Thursday, January 8, 2015

"Forbidden Places": An Excised Piece from "The Meat Puppets and the Lyrics of Curt Kirkwood from "Meat Puppets II" to "No Joke!"



Forbidden Places
Introduction
      Forbidden Places, Meat Puppets’ major label debut, was released in 1991 on London Records.  They were one of a generation of punk/indie/alternative bands to have such a release.  The record is a typical mélange of styles that the band had become known for:  country, heavy rock, psychedelic, breakneck instrumentals.  But even before a contract was signed frustrations presented themselves.  Breaking free from SST Records, for instance, turned out to be not as easy as the band would’ve liked.  Additionally, extra layers of bureaucracy were imposed upon them from the label.  Finally, a new way of professional recording was introduced to the band, a way in which Curt, especially, was required to step back and give up some of the studio control to which he had become accustom.
The Record
      Soon after their last release on SST Records release, Monsters (1989), the band began having negotiations with people at London Records.  According to Curt, sometime in 1990 they actually signed a contract to make records for the major label.  Because of their fairly substantial producing experience, the band and London agreed that Meat Puppets should make their first album themselves.  This recording method, after all, was from where their success thus far had come.  So they recorded two songs, “Forbidden Places” and “This Day,” at Chaton Studios in Phoenix with Steve Escallier, a studio and an engineer they had worked with before.  According to Derrick these demos were of inferior quality compared to the band’s self-produced records they had made for SST Records.  Accordingly, the executives at London didn’t like it.  "That was our entrance into this weird major-label thing,” says Curt. “They tricked us.
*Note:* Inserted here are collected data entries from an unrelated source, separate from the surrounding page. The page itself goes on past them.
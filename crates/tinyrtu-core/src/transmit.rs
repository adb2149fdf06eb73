//! Reply transmission
//!
//! Sends a sealed reply one byte at a time under direction-line control.
//! The line reports each finished byte through [`crate::SlaveEvents::byte_sent`];
//! the caller of [`Transmitter::send`] blocks until the whole reply and the
//! trailing guard are done.
//!
//! Sequence: assert direction, 1.9 ms guard, bytes, 50 µs guard, release
//! direction, 0.9 ms trailing guard.

use serde::{Deserialize, Serialize};
use std::sync::{Arc, PoisonError};
use std::time::Instant;
use tracing::{trace, warn};

use crate::error::SlaveError;
use crate::events::{lock, Link};
use crate::frame::{OutboundFrame, TX_CAPACITY};
use crate::timing::{Delay, LineTiming};

/// Half-duplex driver direction
#[derive(Debug, Clone, Copy, PartialEq, Eq, Serialize, Deserialize)]
pub enum LineDirection {
    /// Driver off, listening to the bus
    Receive,
    /// Driver on, the slave owns the bus
    Transmit,
}

/// Byte-oriented half-duplex serial line.
///
/// `put_byte` starts shifting out one byte and returns immediately; the
/// driver must call [`crate::SlaveEvents::byte_sent`] once that byte has left
/// the line.
pub trait SerialLine: Send {
    /// Drive the direction control line
    fn set_direction(&mut self, direction: LineDirection) -> Result<(), SlaveError>;

    /// Start sending one byte
    fn put_byte(&mut self, byte: u8) -> Result<(), SlaveError>;
}

/// Outbound buffer, send cursor and completion flag
#[derive(Default)]
pub(crate) struct TxState {
    frame: Option<OutboundFrame>,
    cursor: usize,
    completed: bool,
    fault: Option<String>,
}

impl TxState {
    fn load(&mut self, frame: OutboundFrame) {
        self.frame = Some(frame);
        self.cursor = 0;
        self.completed = false;
        self.fault = None;
    }

    /// Next byte to hand to the line, or `None` once the reply is out
    pub(crate) fn advance(&mut self) -> Option<u8> {
        if self.completed {
            return None;
        }
        let frame = self.frame.as_ref()?;
        match frame.get(self.cursor) {
            Some(byte) => {
                self.cursor += 1;
                Some(byte)
            }
            None => {
                self.completed = true;
                None
            }
        }
    }

    pub(crate) fn fail(&mut self, reason: String) {
        self.fault = Some(reason);
        self.completed = true;
    }

    fn clear(&mut self) {
        self.frame = None;
        self.completed = false;
    }
}

/// Poll-context side of reply transmission
pub struct Transmitter {
    link: Arc<Link>,
    delay: Box<dyn Delay>,
    timing: LineTiming,
}

impl Transmitter {
    pub(crate) fn new(link: Arc<Link>, delay: Box<dyn Delay>, timing: LineTiming) -> Self {
        Self {
            link,
            delay,
            timing,
        }
    }

    /// Send `frame` and block until the trailing guard has elapsed.
    ///
    /// The direction line is returned to receive even when sending fails.
    pub fn send(&mut self, frame: OutboundFrame) -> Result<(), SlaveError> {
        if frame.is_truncated() {
            return Err(SlaveError::ReplyTooLong(TX_CAPACITY));
        }
        trace!("Asserting direction line for {} byte reply", frame.len());
        lock(&self.link.line).set_direction(LineDirection::Transmit)?;

        let outcome = self.shift_out(frame);

        self.delay.pause(self.timing.last_byte_guard());
        let released = lock(&self.link.line).set_direction(LineDirection::Receive);
        self.delay.pause(self.timing.trailing_guard());
        trace!("Direction line released");

        if let Err(e) = &outcome {
            warn!("Reply transmission failed: {}", e);
        }
        outcome.and(released)
    }

    fn shift_out(&mut self, frame: OutboundFrame) -> Result<(), SlaveError> {
        self.delay.pause(self.timing.pre_transmit_guard());

        let total = frame.len();
        let first = {
            let mut tx = lock(&self.link.tx);
            tx.load(frame);
            tx.advance()
        };
        if let Some(byte) = first {
            if let Err(e) = lock(&self.link.line).put_byte(byte) {
                lock(&self.link.tx).clear();
                return Err(e);
            }
        }

        let started = Instant::now();
        let deadline = self.timing.transmit_deadline(total);
        let (mut tx, wait) = self
            .link
            .tx_done
            .wait_timeout_while(lock(&self.link.tx), deadline, |tx| !tx.completed)
            .unwrap_or_else(PoisonError::into_inner);

        let sent = tx.cursor;
        let fault = tx.fault.take();
        tx.clear();
        drop(tx);

        if let Some(reason) = fault {
            return Err(SlaveError::LineError(reason));
        }
        if wait.timed_out() {
            return Err(SlaveError::TransmitTimeout {
                sent,
                total,
                elapsed: started.elapsed(),
            });
        }
        Ok(())
    }
}

#[cfg(test)]
mod tests {
    use super::*;

    fn frame(bytes: &[u8]) -> OutboundFrame {
        let mut f = OutboundFrame::new(bytes[0], bytes[1]);
        for &b in &bytes[2..] {
            f.push(b);
        }
        f
    }

    #[test]
    fn test_advance_walks_frame_then_completes() {
        let mut tx = TxState::default();
        tx.load(frame(&[1, 2, 3]));
        assert_eq!(tx.advance(), Some(1));
        assert_eq!(tx.advance(), Some(2));
        assert_eq!(tx.advance(), Some(3));
        assert!(!tx.completed);
        assert_eq!(tx.advance(), None);
        assert!(tx.completed);
        assert_eq!(tx.advance(), None);
    }

    #[test]
    fn test_advance_without_frame_is_ignored() {
        let mut tx = TxState::default();
        assert_eq!(tx.advance(), None);
        assert!(!tx.completed);
    }

    #[test]
    fn test_truncated_reply_never_reaches_line() {
        use crate::loopback::Loopback;

        let loopback = Loopback::new();
        let link = Arc::new(Link::new(9, loopback.line()));
        let mut transmitter = Transmitter::new(link, loopback.delay(), LineTiming::default());

        let mut reply = OutboundFrame::new(0x11, 0x03);
        for _ in 0..TX_CAPACITY {
            reply.push(0);
        }
        assert!(matches!(
            transmitter.send(reply),
            Err(SlaveError::ReplyTooLong(TX_CAPACITY))
        ));
        assert!(loopback.log().events().is_empty());
    }

    #[test]
    fn test_fail_marks_completed() {
        let mut tx = TxState::default();
        tx.load(frame(&[1, 2]));
        tx.advance();
        tx.fail("line unplugged".into());
        assert!(tx.completed);
        assert_eq!(tx.advance(), None);
        assert_eq!(tx.fault.as_deref(), Some("line unplugged"));
    }
}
They hired us and said we could produce our own stuff. When we got there, they were like, ‘Ha, ha.’” (A & I 197)
The rejection of this recording was a lesson learned by the band of how things worked at the major label level.  SST Records was completely uninvolved in the making of Meat Puppets’ records.  The band would make a record, hand it over to SST, and the label would release it.  At London, however, things were a bit different.  If the band made a record that the executives at London didn’t like, the label wouldn’t release it.  The band would need to learn how to make records that both they and the label executives could agree upon.
It was decided that they would record at Capital Studios in Hollywood, a studio with a storied history in the music business.  Pete Anderson was picked to produce the record.  Somehow Anderson had got wind that Meat Puppets were looking for a producer, and having met them through his work (as guitarist and producer) with Dwight Yoakam (who had played a gig or two with Meat Puppets some years earlier) proffered his services for the project.  All agreed, and he was hired on for the project.
Recording at a major studio with a major label budget (Curt estimates they spent between $50,000 and $100,000 on the record) was a new experience for the band.  For Curt, especially, relinquishing control over what he perceived to be his product was difficult.  Because of his stature as a big time producer, one who knew his way around a studio, Curt didn’t question decisions made by Pete Anderson.  This was a first as Curt was used to producing his own records:  "I work real hard on my craft, and it’s hard to work as much as you do on it and then have other people come in and do more to it when you think you’re done” (A&I 264).  Curt says he felt a bit more like a worker in an organization rather than a creative artist while making Forbidden Places.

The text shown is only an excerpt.